• TASK INSTRUCTIONS
From the entries that follow, report every line in which "http" occurs.

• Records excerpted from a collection
___

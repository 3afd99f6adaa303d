use std::path::Path;
use std::sync::Arc;

use quarry_core::AppContext;
use quarry_core::config::{Config, ProviderKind, VectorBackend};
use quarry_index::{FileOutcome, SearchMode, SearchQuery};
use quarry_llm::mock::MockProvider;
use quarry_memory::{InMemoryVectorStore, StoreConnector, VectorStore};
use serial_test::serial;
use tokio_util::sync::CancellationToken;

// -- Fixtures --

struct Workspace {
    src: tempfile::TempDir,
    db: tempfile::TempDir,
    store: Arc<InMemoryVectorStore>,
}

impl Workspace {
    fn new() -> Self {
        Self {
            src: tempfile::tempdir().unwrap(),
            db: tempfile::tempdir().unwrap(),
            store: Arc::new(InMemoryVectorStore::new()),
        }
    }

    fn config(&self) -> Config {
        let mut config = Config::default();
        config.storage.sqlite_path = self
            .db
            .path()
            .join("quarry.db")
            .to_string_lossy()
            .into_owned();
        config.index.project = "fixture".into();
        config
    }

    async fn open(&self, provider: MockProvider) -> AppContext<MockProvider> {
        let shared: Arc<dyn VectorStore> = self.store.clone();
        AppContext::with_parts(self.config(), provider, StoreConnector::Shared(shared))
            .await
            .unwrap()
    }

    fn write(&self, rel: &str, content: &str) {
        let path = self.src.path().join(rel);
        std::fs::create_dir_all(path.parent().unwrap()).unwrap();
        std::fs::write(path, content).unwrap();
    }

    fn root(&self) -> &Path {
        self.src.path()
    }

    fn root_key(&self) -> String {
        std::fs::canonicalize(self.root())
            .unwrap()
            .to_string_lossy()
            .into_owned()
    }
}

async fn index(app: &AppContext<MockProvider>, root: &Path) -> quarry_index::RunSummary {
    app.indexer
        .index_directory(root, &CancellationToken::new(), None)
        .await
        .unwrap()
}

fn seed(ws: &Workspace) {
    ws.write(
        "app/tokens.py",
        "class TokenStore:\n    def rotate_token(self, user):\n        return user.id\n\n    def revoke_token(self, user):\n        return None\n",
    );
    ws.write(
        "app/http.py",
        "def handle_request(req):\n    return respond(req)\n",
    );
    ws.write(
        "core/src/lib.rs",
        "pub fn checksum(data: &[u8]) -> u32 {\n    data.iter().map(|b| u32::from(*b)).sum()\n}\n",
    );
    ws.write("README.md", "# Fixture\n\nToken rotation notes.\n");
}

// -- End-to-end --

#[tokio::test]
async fn index_search_and_reopen() {
    let ws = Workspace::new();
    seed(&ws);
    let provider = MockProvider::default();

    let app = ws.open(provider.clone()).await;
    let summary = index(&app, ws.root()).await;
    assert_eq!(summary.files_indexed, 4);
    assert!(summary.files_failed.is_empty());

    let hits = app
        .searcher
        .search(&SearchQuery::new("rotate_token").with_mode(SearchMode::Lexical))
        .await
        .unwrap();
    assert_eq!(hits[0].file_path, "app/tokens.py");
    assert!(hits.iter().any(|hit| hit.name == "rotate_token"));
    app.shutdown();
    drop(app);

    // A fresh context sees the same index without re-embedding anything.
    let embedded = provider.texts_embedded();
    let app = ws.open(provider.clone()).await;
    let summary = index(&app, ws.root()).await;
    assert_eq!(summary.files_unchanged, 4);
    assert_eq!(summary.units_indexed, 0);
    assert_eq!(provider.texts_embedded(), embedded + 1);

    let hits = app
        .searcher
        .search(&SearchQuery::new("checksum data"))
        .await
        .unwrap();
    assert_eq!(hits[0].file_path, "core/src/lib.rs");
}

#[tokio::test]
async fn cache_makes_reindexing_after_clear_cheap() {
    let ws = Workspace::new();
    seed(&ws);
    let provider = MockProvider::default();
    let app = ws.open(provider.clone()).await;
    index(&app, ws.root()).await;

    let stats = app.cache.stats().await.unwrap();
    assert!(stats.total_entries >= 4);

    // Forget the records but keep the cache: every unit is a cache hit.
    let key = ws.root_key();
    for path in ["app/tokens.py", "app/http.py", "core/src/lib.rs", "README.md"] {
        app.records.remove_file(&key, path).await.unwrap();
    }
    let before = provider.texts_embedded();
    let summary = index(&app, ws.root()).await;
    assert_eq!(summary.files_indexed, 4);
    assert_eq!(provider.texts_embedded(), before + 1);

    let removed = app.cache.clear().await.unwrap();
    assert_eq!(removed, stats.total_entries);
    assert_eq!(app.cache.stats().await.unwrap().total_entries, 0);
}

#[tokio::test]
async fn switching_models_never_reuses_vectors() {
    let ws = Workspace::new();
    ws.write("a.py", "def alpha():\n    return 1\n");
    let first = MockProvider::default().with_model("embed-a", "1");
    let app = ws.open(first.clone()).await;
    index(&app, ws.root()).await;
    let cached = app.cache.stats().await.unwrap().total_entries;
    app.shutdown();
    drop(app);

    let second = MockProvider::default().with_model("embed-b", "1");
    let app = ws.open(second.clone()).await;
    app.records.remove_file(&ws.root_key(), "a.py").await.unwrap();
    index(&app, ws.root()).await;
    assert!(second.texts_embedded() > 1);
    assert!(app.cache.stats().await.unwrap().total_entries > cached);
}

#[tokio::test]
async fn single_file_reindex_matches_full_run() {
    let ws = Workspace::new();
    seed(&ws);
    let app = ws.open(MockProvider::default()).await;
    index(&app, ws.root()).await;

    ws.write("app/http.py", "def handle_upload(req):\n    return store(req)\n");
    let outcome = app
        .indexer
        .reindex_file(ws.root(), &ws.root().join("app/http.py"))
        .await
        .unwrap();
    assert_eq!(outcome, FileOutcome::Indexed);

    let summary = index(&app, ws.root()).await;
    assert_eq!(summary.files_unchanged, 4);
    let hits = app
        .searcher
        .search(&SearchQuery::new("handle_upload").with_mode(SearchMode::Lexical))
        .await
        .unwrap();
    assert_eq!(hits.len(), 1);
    assert!(
        app.searcher
            .search(&SearchQuery::new("respond").with_mode(SearchMode::Lexical))
            .await
            .unwrap()
            .is_empty()
    );
}

#[tokio::test]
async fn pool_is_balanced_after_mixed_runs() {
    let ws = Workspace::new();
    seed(&ws);
    let app = ws.open(MockProvider::default()).await;
    index(&app, ws.root()).await;
    ws.store.set_offline(true);
    assert!(
        app.indexer
            .index_directory(ws.root(), &CancellationToken::new(), None)
            .await
            .is_err()
    );
    ws.store.set_offline(false);
    std::fs::remove_file(ws.root().join("README.md")).unwrap();
    index(&app, ws.root()).await;

    let stats = app.gateway.pool_stats();
    assert_eq!(stats.acquired, stats.released);
    assert_eq!(stats.in_use, 0);
}

// -- Configuration --

#[tokio::test]
#[serial]
async fn build_from_env_configured_mock_stack() {
    let ws = Workspace::new();
    seed(&ws);
    let config_path = ws.db.path().join("quarry.toml");
    std::fs::write(
        &config_path,
        "[llm]\nprovider = \"mock\"\nembedding_model = \"fixture-embed\"\n\n[vector_store]\nbackend = \"qdrant\"\n",
    )
    .unwrap();
    unsafe { std::env::set_var("QUARRY_VECTOR_BACKEND", "memory") };
    let config = Config::load(&config_path).unwrap();
    unsafe { std::env::remove_var("QUARRY_VECTOR_BACKEND") };
    assert_eq!(config.llm.provider, ProviderKind::Mock);
    assert_eq!(config.vector_store.backend, VectorBackend::Memory);

    let app = AppContext::build(config).await.unwrap();
    assert_eq!(app.config.storage.sqlite_path, ":memory:");
    let summary = app
        .indexer
        .index_directory(ws.root(), &CancellationToken::new(), None)
        .await
        .unwrap();
    assert_eq!(summary.files_indexed, 4);

    let status = app.status().await.unwrap();
    assert_eq!(status.files, 4);
    assert_eq!(status.provider, "mock");
    assert_eq!(status.model, "fixture-embed@1");
    assert!(status.vector_points.unwrap_or_default() >= 4);
}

___

• REPLY
        "app/http.py",
    for path in ["app/tokens.py", "app/http.py", "core/src/lib.rs", "README.md"] {
    ws.write("app/http.py", "def handle_upload(req):\n    return store(req)\n");
        .reindex_file(ws.root(), &ws.root().join("app/http.py"))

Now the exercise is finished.